-- MATERIAL FOR THIS EXERCISE follows --

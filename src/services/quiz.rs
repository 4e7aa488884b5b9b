// src/services/quiz.rs

//! Attempt lifecycle: instantiation, the answer ledger, scoring and progress.
//!
//! Every operation takes the authenticated student id explicitly. Attempts
//! owned by someone else are reported as missing.

use std::collections::HashMap;

use chrono::Utc;

use crate::{
    config::{DEFAULT_QUESTION_POINTS, DEFAULT_TIME_LIMIT_SECS},
    error::AppError,
    models::{
        analytics::{QuizStats, StudentAnalytics},
        attempt::{
            AnswerResult, AttemptDetail, AttemptQuestionDetail, AttemptStarted, AttemptStatus, AttemptSummary,
            FinishResult, NewAnswer, Progress, QuizAttempt, RecordedAnswer, StartAdaptiveRequest,
            StartTimedExamRequest, SubmitAnswerRequest,
        },
        question::PublicQuestion,
        quiz::{NewQuiz, Quiz, QuizItem, QuizKind, SelectionCriteria},
    },
    services::{
        analytics,
        scoring::{self, Slot},
    },
    store::QuizStore,
};

fn slots(items: &[QuizItem]) -> Vec<Slot> {
    items.iter().map(Slot::from).collect()
}

fn question_count(requested: i32) -> Result<usize, AppError> {
    usize::try_from(requested)
        .ok()
        .filter(|n| *n > 0)
        .ok_or_else(|| AppError::InvalidInput("questionCount must be greater than zero".to_string()))
}

/// Loads an attempt, hiding other students' attempts behind `NotFound`.
async fn owned_attempt(store: &dyn QuizStore, student_id: i64, attempt_id: i64) -> Result<QuizAttempt, AppError> {
    store
        .find_attempt(attempt_id)
        .await?
        .filter(|a| a.student_id == student_id)
        .ok_or_else(|| AppError::NotFound("Attempt not found".to_string()))
}

async fn attempt_quiz(store: &dyn QuizStore, attempt: &QuizAttempt) -> Result<Quiz, AppError> {
    store.find_quiz(attempt.quiz_id).await?.ok_or_else(|| {
        AppError::InternalServerError(format!("Attempt {} references missing quiz {}", attempt.id, attempt.quiz_id))
    })
}

async fn open_attempt(store: &dyn QuizStore, student_id: i64, quiz: &Quiz, items: &[QuizItem]) -> Result<AttemptStarted, AppError> {
    let attempt = store.create_attempt(student_id, quiz.id).await?;
    tracing::info!(
        "Student {} started attempt {} on quiz {} ({} questions)",
        student_id,
        attempt.id,
        quiz.id,
        items.len()
    );

    Ok(AttemptStarted {
        attempt_id: attempt.id,
        quiz_id: quiz.id,
        time_limit: quiz.time_limit,
        total_questions: items.len() as i32,
        passing_score: quiz.passing_score,
    })
}

/// Starts an attempt on a module's quiz, populating the quiz on first use.
pub async fn start_module_quiz(store: &dyn QuizStore, student_id: i64, module_id: i64) -> Result<AttemptStarted, AppError> {
    let module = store
        .find_module(module_id)
        .await?
        .ok_or_else(|| AppError::NotFound("Module not found".to_string()))?;
    let quiz = store
        .find_quiz_for_module(module.id)
        .await?
        .ok_or_else(|| AppError::NotFound("Module has no quiz".to_string()))?;

    let criteria = SelectionCriteria {
        topic: Some(module.topic.clone()),
        difficulty: None,
        count: question_count(quiz.total_questions)?,
        points: DEFAULT_QUESTION_POINTS,
    };
    let items = store.populate_quiz(quiz.id, &criteria).await?;

    open_attempt(store, student_id, &quiz, &items).await
}

async fn start_ad_hoc(
    store: &dyn QuizStore,
    student_id: i64,
    quiz: NewQuiz,
    criteria: SelectionCriteria,
) -> Result<AttemptStarted, AppError> {
    // Validate against the bank before a quiz row exists.
    let bank = store.list_questions().await?.len();
    if criteria.count > bank {
        return Err(AppError::InvalidInput(format!(
            "questionCount {} exceeds the {} questions available",
            criteria.count, bank
        )));
    }

    let quiz = store.create_quiz(quiz).await?;
    let items = store.populate_quiz(quiz.id, &criteria).await?;
    open_attempt(store, student_id, &quiz, &items).await
}

/// Builds a one-off timed exam and starts an attempt on it.
pub async fn start_timed_exam(
    store: &dyn QuizStore,
    student_id: i64,
    passing_score: i32,
    req: &StartTimedExamRequest,
) -> Result<AttemptStarted, AppError> {
    let count = question_count(req.question_count)?;
    if req.time_limit <= 0 {
        return Err(AppError::InvalidInput("timeLimit must be greater than zero".to_string()));
    }

    let quiz = NewQuiz {
        module_id: None,
        title: format!("Timed exam ({} questions)", count),
        kind: QuizKind::TimedExam,
        time_limit: req.time_limit,
        passing_score,
        total_questions: count as i32,
    };
    let criteria = SelectionCriteria {
        topic: None,
        difficulty: req.difficulty,
        count,
        points: DEFAULT_QUESTION_POINTS,
    };
    start_ad_hoc(store, student_id, quiz, criteria).await
}

/// Builds a one-off quiz around a target difficulty and starts an attempt on it.
pub async fn start_adaptive(
    store: &dyn QuizStore,
    student_id: i64,
    passing_score: i32,
    req: &StartAdaptiveRequest,
) -> Result<AttemptStarted, AppError> {
    let count = question_count(req.question_count)?;
    let time_limit = req.time_limit.unwrap_or(DEFAULT_TIME_LIMIT_SECS);
    if time_limit <= 0 {
        return Err(AppError::InvalidInput("timeLimit must be greater than zero".to_string()));
    }

    let quiz = NewQuiz {
        module_id: None,
        title: format!("Adaptive test ({})", req.target_difficulty),
        kind: QuizKind::Adaptive,
        time_limit,
        passing_score,
        total_questions: count as i32,
    };
    let criteria = SelectionCriteria {
        topic: None,
        difficulty: Some(req.target_difficulty),
        count,
        points: DEFAULT_QUESTION_POINTS,
    };
    start_ad_hoc(store, student_id, quiz, criteria).await
}

/// Grades one answer and upserts it into the ledger.
pub async fn submit_answer(
    store: &dyn QuizStore,
    student_id: i64,
    attempt_id: i64,
    req: &SubmitAnswerRequest,
) -> Result<AnswerResult, AppError> {
    if req.time_spent < 0 {
        return Err(AppError::InvalidInput("timeSpent cannot be negative".to_string()));
    }

    let attempt = owned_attempt(store, student_id, attempt_id).await?;
    if attempt.status != AttemptStatus::InProgress {
        return Err(AppError::InvalidState(format!("Attempt {} is already {}", attempt.id, attempt.status)));
    }

    let items = store.quiz_items(attempt.quiz_id).await?;
    let item = items
        .iter()
        .find(|i| i.question.id == req.question_id)
        .ok_or_else(|| AppError::NotFound("Question is not part of this attempt".to_string()))?;

    let submitted = scoring::canonical_answer(&req.answer);
    let (is_correct, points_earned) = scoring::grade(&submitted, &item.question.correct_answer, item.points);

    store
        .upsert_answer(NewAnswer {
            attempt_id: attempt.id,
            question_id: item.question.id,
            submitted_answer: submitted,
            is_correct,
            points_earned,
            time_spent: req.time_spent,
        })
        .await?;

    Ok(AnswerResult {
        is_correct,
        points_earned,
        correct_answer: item.question.correct_answer.clone(),
    })
}

/// Scores the attempt and moves it to `completed`. Only one caller can win.
pub async fn finish_attempt(store: &dyn QuizStore, student_id: i64, attempt_id: i64) -> Result<FinishResult, AppError> {
    let attempt = owned_attempt(store, student_id, attempt_id).await?;
    if attempt.status != AttemptStatus::InProgress {
        return Err(AppError::InvalidState(format!("Attempt {} is already {}", attempt.id, attempt.status)));
    }

    let quiz = attempt_quiz(store, &attempt).await?;
    let items = store.quiz_items(quiz.id).await?;
    let ledger = store.answers_for_attempt(attempt.id).await?;
    let summary = scoring::score_attempt(&slots(&items), &ledger, quiz.passing_score);

    let completed = store
        .complete_attempt(attempt.id, summary.score)
        .await?
        .ok_or_else(|| AppError::InvalidState(format!("Attempt {} was finished concurrently", attempt.id)))?;

    tracing::info!(
        "Attempt {} finished: score {} ({})",
        completed.id,
        summary.score,
        if summary.passed { "passed" } else { "failed" }
    );

    Ok(FinishResult {
        score: summary.score,
        passed: summary.passed,
        total_questions: summary.total_questions,
        answered_questions: summary.answered_questions,
        total_points_earned: summary.total_points_earned,
        total_possible_points: summary.total_possible_points,
        time_spent: completed.elapsed_secs(Utc::now()),
    })
}

/// Read-only view of how far the student is, open or completed.
pub async fn get_progress(store: &dyn QuizStore, student_id: i64, attempt_id: i64) -> Result<Progress, AppError> {
    let attempt = owned_attempt(store, student_id, attempt_id).await?;
    let items = store.quiz_items(attempt.quiz_id).await?;
    let ledger = store.answers_for_attempt(attempt.id).await?;

    let (questions, answered) = scoring::project_progress(&slots(&items), &ledger);
    let total = questions.len() as i32;

    Ok(Progress {
        attempt_id: attempt.id,
        status: attempt.status,
        total_questions: total,
        answered_questions: answered,
        progress_percentage: scoring::percentage(i64::from(answered), i64::from(total)),
        questions,
    })
}

/// Full attempt view. Correct answers are withheld until completion.
pub async fn get_attempt_detail(store: &dyn QuizStore, student_id: i64, attempt_id: i64) -> Result<AttemptDetail, AppError> {
    let attempt = owned_attempt(store, student_id, attempt_id).await?;
    let quiz = attempt_quiz(store, &attempt).await?;
    let items = store.quiz_items(quiz.id).await?;
    let mut ledger: HashMap<i64, _> = store
        .answers_for_attempt(attempt.id)
        .await?
        .into_iter()
        .map(|r| (r.question_id, r))
        .collect();

    let reveal = attempt.status == AttemptStatus::Completed;
    let questions = items
        .into_iter()
        .map(|item| AttemptQuestionDetail {
            question: PublicQuestion::from(&item.question),
            points: item.points,
            position: item.position,
            answer: ledger.remove(&item.question.id).map(|r| RecordedAnswer {
                submitted_answer: r.submitted_answer,
                is_correct: r.is_correct,
                points_earned: r.points_earned,
                time_spent: r.time_spent,
            }),
            correct_answer: reveal.then(|| item.question.correct_answer.clone()),
            explanation: if reveal { item.question.explanation.clone() } else { None },
        })
        .collect();

    Ok(AttemptDetail {
        passed: attempt.score.map(|s| s >= quiz.passing_score),
        quiz_title: quiz.title,
        time_limit: quiz.time_limit,
        passing_score: quiz.passing_score,
        attempt,
        questions,
    })
}

pub async fn list_attempts(store: &dyn QuizStore, student_id: i64) -> Result<Vec<AttemptSummary>, AppError> {
    store.attempts_for_student(student_id).await
}

pub async fn student_analytics(store: &dyn QuizStore, student_id: i64) -> Result<StudentAnalytics, AppError> {
    let attempts = store.attempts_for_student(student_id).await?;
    let facts = store.answer_facts_for_student(student_id).await?;
    Ok(analytics::student_analytics(&attempts, &facts))
}

pub async fn quiz_stats(store: &dyn QuizStore, quiz_id: i64) -> Result<QuizStats, AppError> {
    let quiz = store
        .find_quiz(quiz_id)
        .await?
        .ok_or_else(|| AppError::NotFound("Quiz not found".to_string()))?;
    let attempts = store.attempts_for_quiz(quiz.id).await?;
    let items = store.quiz_items(quiz.id).await?;
    let facts = store.answer_facts_for_quiz(quiz.id).await?;
    Ok(analytics::quiz_stats(&quiz, &attempts, &slots(&items), &facts))
}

-- MATERIAL FOR THIS EXERCISE concluded --

## PROBLEM
Check every line above for the word "AnswerResult" and copy those that have it.

## OUTPUT OF THE TASK
            AnswerResult, AttemptDetail, AttemptQuestionDetail, AttemptStarted, AttemptStatus, AttemptSummary,
) -> Result<AnswerResult, AppError> {
    Ok(AnswerResult {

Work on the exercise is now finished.